Al, In searching the Rigid and The Makita you referenced, it appears that the Makita is actually more expensive. The Rigid is around $160 US and the Makita is $198 US.
Am I missing something? Are they priced differently in Canada? 
At any rate, I'm guessing the Makita is a better tool, anyway.


----------



## hawkeye10 (Jul 28, 2015)

I hate a thief. :frown:

Jay bates on You Tube did a review on the Ridgid saw and said he would not buy it again. What I am trying to say is that you will not be sorry buying another brand. This is just my opinion.

Here is the Jay Bates video if you want to watch it.


----------



## JFPNCM (Dec 13, 2009)

Sorry to learn of your loss. I have a LiftMaster opener which has an electronic lock out feature on the master switch. Once that is set, not even my remote will open the door. 

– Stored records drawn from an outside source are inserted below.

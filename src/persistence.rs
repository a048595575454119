use std::fs;
use std::io;
use std::path::{Path, PathBuf};

use serde::{Deserialize, Serialize};

const APP_DIR: &str = "esmart";
const STATE_FILE: &str = "state.json";

#[derive(Debug, Deserialize, Serialize)]
pub(crate) struct PersistedState {
    pub(crate) theme_name: String,
    #[serde(default)]
    pub(crate) preview_fullscreen: Option<bool>,
}

/// Where the snapshot, preview document, UI state and log live.
pub(crate) fn default_state_dir() -> Option<PathBuf> {
    if let Ok(xdg) = std::env::var("XDG_CONFIG_HOME")
        && !xdg.is_empty()
    {
        return Some(PathBuf::from(xdg).join(APP_DIR));
    }
    if let Ok(appdata) = std::env::var("APPDATA")
        && !appdata.is_empty()
    {
        return Some(PathBuf::from(appdata).join(APP_DIR));
    }
    std::env::var("HOME")
        .ok()
        .map(|home| PathBuf::from(home).join(".config").join(APP_DIR))
}

pub(crate) fn load_persisted_state(state_dir: &Path) -> Option<PersistedState> {
    let raw = fs::read_to_string(state_dir.join(STATE_FILE)).ok()?;
    serde_json::from_str::<PersistedState>(&raw).ok()
}

pub(crate) fn save_persisted_state(state_dir: &Path, state: &PersistedState) -> io::Result<()> {
    fs::create_dir_all(state_dir)?;
    let raw = serde_json::to_string_pretty(state)
        .map_err(|e| io::Error::other(format!("serialize state: {e}")))?;
    fs::write(state_dir.join(STATE_FILE), raw)
}
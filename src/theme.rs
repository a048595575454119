use std::fs;
use std::path::{Path, PathBuf};

use include_dir::{Dir, include_dir};
use ratatui::style::Color;
use serde::Deserialize;

const LOCAL_THEME_DIR: &str = "themes";
static EMBEDDED_THEMES: Dir = include_dir!("$CARGO_MANIFEST_DIR/themes");

#[derive(Debug, Clone)]
pub(crate) struct Theme {
    pub(crate) name: String,
    pub(crate) theme_type: String,
    pub(crate) bg: Color,
    pub(crate) bg_alt: Color,
    pub(crate) fg: Color,
    pub(crate) fg_muted: Color,
    pub(crate) border: Color,
    pub(crate) accent: Color,
    pub(crate) selection: Color,
    pub(crate) error: Color,
}

#[derive(Debug, Deserialize)]
pub(crate) struct ThemeFile {
    pub(crate) name: String,
    #[serde(rename = "type")]
    pub(crate) theme_type: String,
    pub(crate) colors: ThemeColors,
}

#[derive(Debug, Deserialize)]
pub(crate) struct ThemeColors {
    pub(crate) background: String,
    #[serde(rename = "backgroundAlt")]
    pub(crate) background_alt: String,
    pub(crate) foreground: String,
    #[serde(rename = "foregroundMuted")]
    pub(crate) foreground_muted: String,
    pub(crate) border: String,
    pub(crate) accent: String,
    pub(crate) selection: String,
    #[serde(default)]
    pub(crate) error: Option<String>,
}

pub(crate) fn color_from_hex(input: &str, fallback: Color) -> Color {
    let s = input.trim();
    if let Some(stripped) = s.strip_prefix('#')
        && stripped.len() == 6
    {
        let r = u8::from_str_radix(&stripped[0..2], 16).ok();
        let g = u8::from_str_radix(&stripped[2..4], 16).ok();
        let b = u8::from_str_radix(&stripped[4..6], 16).ok();
        if let (Some(r), Some(g), Some(b)) = (r, g, b) {
            return Color::Rgb(r, g, b);
        }
    }
    fallback
}

pub(crate) fn theme_from_file(tf: ThemeFile) -> Theme {
    let c = &tf.colors;
    Theme {
        bg: color_from_hex(&c.background, Color::Rgb(30, 30, 30)),
        bg_alt: color_from_hex(&c.background_alt, Color::Rgb(37, 37, 38)),
        fg: color_from_hex(&c.foreground, Color::Rgb(212, 212, 212)),
        fg_muted: color_from_hex(&c.foreground_muted, Color::Rgb(136, 136, 136)),
        border: color_from_hex(&c.border, Color::Rgb(60, 60, 60)),
        accent: color_from_hex(&c.accent, Color::Rgb(0, 123, 255)),
        selection: color_from_hex(&c.selection, Color::Rgb(38, 79, 120)),
        error: c
            .error
            .as_ref()
            .map_or(Color::Rgb(255, 68, 68), |e| {
                color_from_hex(e, Color::Rgb(255, 68, 68))
            }),
        name: tf.name,
        theme_type: tf.theme_type,
    }
}

fn fallback_theme() -> Theme {
    Theme {
        name: "Fallback".to_string(),
        theme_type: "dark".to_string(),
        bg: Color::Reset,
        bg_alt: Color::Reset,
        fg: Color::White,
        fg_muted: Color::Gray,
        border: Color::DarkGray,
        accent: Color::Blue,
        selection: Color::DarkGray,
        error: Color::Red,
    }
}

fn parse_theme(raw: &str) -> Option<Theme> {
    serde_json::from_str::<ThemeFile>(raw)
        .ok()
        .map(theme_from_file)
}

fn local_themes(dir: &Path) -> Vec<Theme> {
    let Ok(entries) = fs::read_dir(dir) else {
        return Vec::new();
    };
    let mut paths: Vec<PathBuf> = entries
        .filter_map(Result::ok)
        .map(|e| e.path())
        .filter(|p| p.extension().is_some_and(|e| e == "json"))
        .collect();
    paths.sort();
    paths
        .iter()
        .filter_map(|p| fs::read_to_string(p).ok())
        .filter_map(|raw| parse_theme(&raw))
        .collect()
}

fn embedded_themes() -> Vec<Theme> {
    let mut files: Vec<_> = EMBEDDED_THEMES
        .files()
        .filter(|f| f.path().extension().is_some_and(|e| e == "json"))
        .collect();
    files.sort_by_key(|f| f.path());
    files
        .into_iter()
        .filter_map(|f| f.contents_utf8())
        .filter_map(parse_theme)
        .collect()
}

/// Local `themes/` JSON files win over the embedded set. Never empty; dark
/// themes sort first.
pub(crate) fn load_themes() -> Vec<Theme> {
    let mut themes = local_themes(Path::new(LOCAL_THEME_DIR));
    if themes.is_empty() {
        themes = embedded_themes();
    }
    if themes.is_empty() {
        themes.push(fallback_theme());
    }
    themes.sort_by_key(|t| (t.theme_type != "dark", t.name.to_ascii_lowercase()));
    themes
}
use std::path::{Path, PathBuf};

use tracing::info;
use url::Url;

use crate::error::StoreError;
use crate::preview::{PreviewSandbox, PreviewStatus, render_preview};
use crate::project::{INDEX_HTML, Project};
use crate::store::{EXPORT_FILE, FileStore, export_snapshot, write_replacing};
use crate::suggest::{Suggestions, suggest};
use crate::types::{FileKind, SearchField};

/// Yes/no confirmation for destructive actions.
pub(crate) trait Confirm {
    fn confirm(&mut self, question: &str) -> bool;
}

impl<F: FnMut(&str) -> bool> Confirm for F {
    fn confirm(&mut self, question: &str) -> bool {
        self(question)
    }
}

pub(crate) struct SearchState {
    pub(crate) open: bool,
    pub(crate) find: String,
    pub(crate) replace: String,
    pub(crate) field: SearchField,
}

impl SearchState {
    pub(crate) fn active_value_mut(&mut self) -> &mut String {
        match self.field {
            SearchField::Find => &mut self.find,
            SearchField::Replace => &mut self.replace,
        }
    }
}

#[derive(Default)]
pub(crate) struct SuggestionState {
    pub(crate) current: Option<Suggestions>,
    pub(crate) index: usize,
}

impl SuggestionState {
    pub(crate) fn is_open(&self) -> bool {
        self.current.is_some()
    }

    pub(crate) fn len(&self) -> usize {
        self.current.as_ref().map_or(0, |s| s.candidates.len())
    }

    pub(crate) fn close(&mut self) {
        self.current = None;
        self.index = 0;
    }
}

#[derive(Debug, Clone, Copy, PartialEq, Eq)]
pub(crate) enum AddOutcome {
    Ignored,
    Duplicate,
    Created,
}

#[derive(Debug, Clone, Copy, PartialEq, Eq)]
pub(crate) enum DeleteOutcome {
    Refused,
    Declined,
    Deleted,
}

/// One editing session: the project, which file is bound to the editor, the
/// editor buffer and the transient search/suggestion state.
///
/// Every operation that changes file contents writes the project through to
/// the store and recomposes the preview before returning.
pub(crate) struct Session {
    project: Project,
    active: String,
    buffer: String,
    cursor: usize,
    store: FileStore,
    sandbox: Box<dyn PreviewSandbox>,
    preview_status: PreviewStatus,
    pub(crate) suggestions: SuggestionState,
    pub(crate) search: SearchState,
}
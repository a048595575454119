#[derive(Debug, Clone, Copy, PartialEq, Eq)]
pub(crate) enum Focus {
    Files,
    Editor,
    Search,
}

#[derive(Debug, Clone)]
pub(crate) enum PendingAction {
    None,
    Delete(String),
}

#[derive(Debug, Clone)]
pub(crate) enum PromptMode {
    NewFile,
}

#[derive(Debug, Clone)]
pub(crate) struct PromptState {
    pub(crate) title: String,
    pub(crate) value: String,
    pub(crate) cursor: usize,
    pub(crate) mode: PromptMode,
}

#[derive(Debug, Clone, Copy, PartialEq, Eq)]
pub(crate) enum ToolbarAction {
    Insert(char),
    NewFile,
    Search,
    Download,
    Fullscreen,
    OpenPreview,
}

#[derive(Debug, Clone, Copy, PartialEq, Eq)]
pub(crate) enum SearchField {
    Find,
    Replace,
}

/// What a file is, decided once from its name.
#[derive(Debug, Clone, Copy, PartialEq, Eq)]
pub(crate) enum FileKind {
    Markup,
    Style,
    Script,
    Unknown,
}

impl FileKind {
    pub(crate) fn from_name(name: &str) -> Self {
        if name.ends_with(".html") {
            Self::Markup
        } else if name.ends_with(".css") {
            Self::Style
        } else if name.ends_with(".js") {
            Self::Script
        } else {
            Self::Unknown
        }
    }

    pub(crate) fn label(self) -> &'static str {
        match self {
            Self::Markup => "HTML",
            Self::Style => "CSS",
            Self::Script => "JS",
            Self::Unknown => "Text",
        }
    }
}
use std::fs;
use std::io;
use std::path::{Path, PathBuf};

use tracing::{debug, warn};

use crate::error::StoreError;
use crate::project::Project;

pub(crate) const SNAPSHOT_FILE: &str = "esmart_files.json";
pub(crate) const EXPORT_FILE: &str = "esmart_project.json";

/// A single-key storage medium holding the serialized project.
pub(crate) trait Storage {
    fn read(&self) -> io::Result<Option<String>>;
    fn write(&mut self, raw: &str) -> io::Result<()>;
}

pub(crate) struct FileStorage {
    path: PathBuf,
}

impl FileStorage {
    pub(crate) fn new(path: PathBuf) -> Self {
        Self { path }
    }

    pub(crate) fn in_dir(dir: &Path) -> Self {
        Self::new(dir.join(SNAPSHOT_FILE))
    }
}

impl Storage for FileStorage {
    fn read(&self) -> io::Result<Option<String>> {
        match fs::read_to_string(&self.path) {
            Ok(raw) => Ok(Some(raw)),
            Err(err) if err.kind() == io::ErrorKind::NotFound => Ok(None),
            Err(err) => Err(err),
        }
    }

    fn write(&mut self, raw: &str) -> io::Result<()> {
        write_replacing(&self.path, raw.as_bytes())
    }
}

/// Writes to a sibling temp file and renames it over `path`, so readers see
/// either the old or the new contents.
pub(crate) fn write_replacing(path: &Path, bytes: &[u8]) -> io::Result<()> {
    if let Some(parent) = path.parent()
        && !parent.as_os_str().is_empty()
    {
        fs::create_dir_all(parent)?;
    }
    let mut tmp = path.as_os_str().to_owned();
    tmp.push(".tmp");
    let tmp = PathBuf::from(tmp);
    fs::write(&tmp, bytes)?;
    fs::rename(&tmp, path)
}

#[cfg(test)]
#[derive(Default)]
pub(crate) struct MemoryStorage {
    pub(crate) value: Option<String>,
}

#[cfg(test)]
impl Storage for MemoryStorage {
    fn read(&self) -> io::Result<Option<String>> {
        Ok(self.value.clone())
    }

    fn write(&mut self, raw: &str) -> io::Result<()> {
        self.value = Some(raw.to_string());
        Ok(())
    }
}

pub(crate) struct FileStore {
    storage: Box<dyn Storage>,
}

impl FileStore {
    pub(crate) fn new(storage: Box<dyn Storage>) -> Self {
        Self { storage }
    }

    /// Loads the saved project. Missing or unreadable snapshots fall back to
    /// the starter project; this never fails.
    pub(crate) fn load(&self) -> Project {
        let raw = match self.storage.read() {
            Ok(Some(raw)) => raw,
            Ok(None) => {
                debug!("no saved project, using starter files");
                return Project::starter();
            }
            Err(err) => {
                warn!("failed to read saved project: {err}");
                return Project::starter();
            }
        };
        match decode_snapshot(raw.as_bytes()) {
            Ok(mut project) => {
                project.ensure_index();
                project
            }
            Err(err) => {
                warn!("ignoring saved project: {err}");
                Project::starter()
            }
        }
    }

    pub(crate) fn save(&mut self, project: &Project) -> Result<(), StoreError> {
        let raw = serde_json::to_string(project).map_err(StoreError::Encode)?;
        self.storage.write(&raw)?;
        debug!(files = project.len(), bytes = raw.len(), "project saved");
        Ok(())
    }
}

/// Pretty-printed (two-space) JSON of the whole project, for download.
pub(crate) fn export_snapshot(project: &Project) -> Result<Vec<u8>, StoreError> {
    serde_json::to_vec_pretty(project).map_err(StoreError::Encode)
}

pub(crate) fn decode_snapshot(bytes: &[u8]) -> Result<Project, StoreError> {
    serde_json::from_slice(bytes).map_err(StoreError::Malformed)
}

#[cfg(test)]
mod tests {
    use super::*;
    use crate::project::{INDEX_HTML, STYLE_CSS};
    use tempfile::tempdir;

    fn memory_store(value: Option<&str>) -> FileStore {
        FileStore::new(Box::new(MemoryStorage {
            value: value.map(str::to_string),
        }))
    }

    #[test]
    fn load_without_snapshot_returns_starter() {
        assert_eq!(memory_store(None).load(), Project::starter());
    }

    #[test]
    fn load_malformed_snapshot_returns_starter() {
        assert_eq!(memory_store(Some("{not json")).load(), Project::starter());
        assert_eq!(
            memory_store(Some(r#"{"index.html": null}"#)).load(),
            Project::starter()
        );
    }

    #[test]
    fn load_restores_missing_index() {
        let project = memory_store(Some(r#"{"about.html":"hi"}"#)).load();
        assert_eq!(project.get(INDEX_HTML), Some(""));
        assert_eq!(project.get("about.html"), Some("hi"));
    }

    #[test]
    fn save_then_load_round_trips_through_files() {
        let tmp = tempdir().expect("tempdir");
        let mut store = FileStore::new(Box::new(FileStorage::in_dir(tmp.path())));
        let mut project = Project::starter();
        project.insert("about.html", "<p>about</p>");
        store.save(&project).expect("save");
        assert!(tmp.path().join(SNAPSHOT_FILE).exists());
        assert!(!tmp.path().join(format!("{SNAPSHOT_FILE}.tmp")).exists());

        let reopened = FileStore::new(Box::new(FileStorage::in_dir(tmp.path())));
        assert_eq!(reopened.load(), project);
    }

    #[test]
    fn save_overwrites_previous_snapshot() {
        let tmp = tempdir().expect("tempdir");
        let mut store = FileStore::new(Box::new(FileStorage::in_dir(tmp.path())));
        let mut project = Project::starter();
        store.save(&project).expect("save");
        project.remove(STYLE_CSS);
        store.save(&project).expect("save again");
        assert_eq!(store.load(), project);
    }

    #[test]
    fn save_into_unwritable_location_fails() {
        let tmp = tempdir().expect("tempdir");
        let blocker = tmp.path().join("blocker");
        fs::write(&blocker, "file, not dir").expect("write");
        let mut store = FileStore::new(Box::new(FileStorage::new(blocker.join("x.json"))));
        assert!(store.save(&Project::starter()).is_err());
    }

    #[test]
    fn export_is_two_space_pretty_json() {
        let mut project = Project::default();
        project.insert(INDEX_HTML, "<h1>x</h1>");
        let bytes = export_snapshot(&project).expect("export");
        let text = String::from_utf8(bytes).expect("utf8");
        assert_eq!(text, "{\n  \"index.html\": \"<h1>x</h1>\"\n}");
    }

    #[test]
    fn export_then_decode_yields_equal_project() {
        let mut project = Project::starter();
        project.insert("notes.txt", "line 1\nline \"2\"\t✓");
        let bytes = export_snapshot(&project).expect("export");
        assert_eq!(decode_snapshot(&bytes).expect("decode"), project);
    }
}
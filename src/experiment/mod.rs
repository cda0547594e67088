//! A/B experiment subsystem.
//!
//! # Data Flow
//! ```text
//! Cookie header
//!     → cookie.rs (locate james_yummy_cookie, accept only 0 or 1)
//!     → selector.rs (replay cookie, or draw uniformly)
//!     → Assignment { index, RenderingContext }
//!     → rewrite engine + Set-Cookie
//! ```
//!
//! # Design Decisions
//! - No server-side assignment state; the cookie is the only memory
//! - Malformed cookies are indistinguishable from missing ones
//! - RenderingContext is a per-request value, never shared between requests

pub mod cookie;
pub mod selector;

pub use cookie::{resolve_cookie, VariantIndex, COOKIE_NAME};
pub use selector::{select_variant, Assignment, RenderingContext};
//! Configuration schema definitions.
//!
//! This module defines the complete configuration structure for the service.
//! All types derive Serde traits for deserialization from config files.

use serde::{Deserialize, Serialize};

/// Default endpoint serving the `{ "variants": [...] }` catalog.
pub const DEFAULT_CATALOG_URL: &str = "https://cfw-takehome.developers.workers.dev/api/variants";

/// Root configuration for the variant service.
#[derive(Debug, Clone, Deserialize, Serialize, Default)]
#[serde(default)]
pub struct EdgeConfig {
    /// Listener configuration (bind address).
    pub listener: ListenerConfig,

    /// Where the variant catalog is fetched from.
    pub catalog: CatalogConfig,

    /// Timeout configuration.
    pub timeouts: TimeoutConfig,

    /// Observability settings.
    pub observability: ObservabilityConfig,
}

/// Listener configuration.
#[derive(Debug, Clone, Deserialize, Serialize)]
#[serde(default)]
pub struct ListenerConfig {
    /// Bind address (e.g., "0.0.0.0:8080").
    pub bind_address: String,
}

impl Default for ListenerConfig {
    fn default() -> Self {
        Self {
            bind_address: "0.0.0.0:8080".to_string(),
        }
    }
}

/// Variant catalog source.
#[derive(Debug, Clone, Deserialize, Serialize)]
#[serde(default)]
pub struct CatalogConfig {
    /// Absolute URL of the JSON catalog.
    pub url: String,
}

impl Default for CatalogConfig {
    fn default() -> Self {
        Self {
            url: DEFAULT_CATALOG_URL.to_string(),
        }
    }
}

/// Timeout configuration for inbound and outbound operations.
#[derive(Debug, Clone, Deserialize, Serialize)]
#[serde(default)]
pub struct TimeoutConfig {
    /// Outbound connection establishment timeout in seconds.
    pub connect_secs: u64,

    /// Request timeout (total time for request/response) in seconds.
    pub request_secs: u64,
}

impl Default for TimeoutConfig {
    fn default() -> Self {
        Self {
            connect_secs: 5,
            request_secs: 30,
        }
    }
}

/// Observability configuration.
#[derive(Debug, Clone, Deserialize, Serialize)]
#[serde(default)]
pub struct ObservabilityConfig {
    /// Log level (trace, debug, info, warn, error).
    pub log_level: String,

    /// Enable metrics endpoint.
    pub metrics_enabled: bool,

    /// Metrics endpoint bind address.
    pub metrics_address: String,
}

impl Default for ObservabilityConfig {
    fn default() -> Self {
        Self {
            log_level: "info".to_string(),
            metrics_enabled: false,
            metrics_address: "0.0.0.0:9090".to_string(),
        }
    }
}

For the miter saw choice, I am very pleased with my DeWALT 716. The only change I amde at set up was to replace the original blade.


----------



## Garyk (Dec 29, 2011)

Sorry you got hit by the low life thief's. Darn shame the law won't let you shoot them. On my garage door I padlock it when I am gone for a while so the door won't open from the outside. That won't keep them from busting the walk through door or the window glass but it makes it a bit harder for them to get in. I also keep a log of serial numbers just in case the thieving [email protected]#$%&S do get caught. Some states have weird laws that protects Pawn Shops from liability if they accept stolen items, you would have to buy back your own tools. Ludicrous!!


----------



## alaskagypsy (Jan 31, 2009)

If you have close neighbors get an alarm system and connect a few loud sirens on it and mount them high out of reach (pointed in different directions towards neighbors). Add a siren in the shop - the noise will force them out. Thieves don't like noise. Windows - bar them or install an alarm trip on them. Outside cameras help and the sight of them scare thieves away - most of the time. I install a lot of fake cameras for customers along with a real one. I am thinking of getting a "Ring Wi-Fi Enabled Video Doorbell" ($199 at Amazon) so when someone rings the doorbell you answer it by smart phone from anywhere in the world - so they think you are home and it will show you on video who is there. I also have small trip alarms on some tools, lift the tool and the built-in siren goes off. Beware of dog signs - thieves are more scared of dogs than guns (I don't have dogs, but do have signs). Guarded by gun signs also help. Of course - motion detector lights on all sides of the shop/house. Get rid of cheap entry door locks - go for a push button lock/deadbolt - a lot of thieves carry lock picks and are very good with using them - only taking less than a minute or two to open a cheap lock. One person I know has a wildlife camera in the shop hidden - will take photos of anyone moving in the shop. Trouble is they all cost money, but most insurance companies will give you a small discount for installing alarms.


----------



## oldrusty (Mar 31, 2011)

Hi Jon. What you describe is exactly what I had in mind. I will look into it. Thanks. Gene. I wish those prices applied here. Here we are talking $250s and $350s. Bye the way this is not sliding mitre saw, just a compound. I'd have to remortgage the house for a slider.


----------



## Tagwatts (Apr 11, 2012)

My father-in-law, Made an electrocuting device. He merely ran a hot wire to his door and around the door. Now if someone entered not knowing it was hooked up and turned on, who ever touched it, completed the circuit. Deadly, Damn Right. I knew him for 45 years and not one person ever stole anything from his shed. Depending on the size of light bulb he used, at the time, would determine how much of Jolt they would take. Dangerous, yes, effective, very much so. He used this as an electric fence in the field. Our cows never left the field. He could leave the gates open and they would not leave. 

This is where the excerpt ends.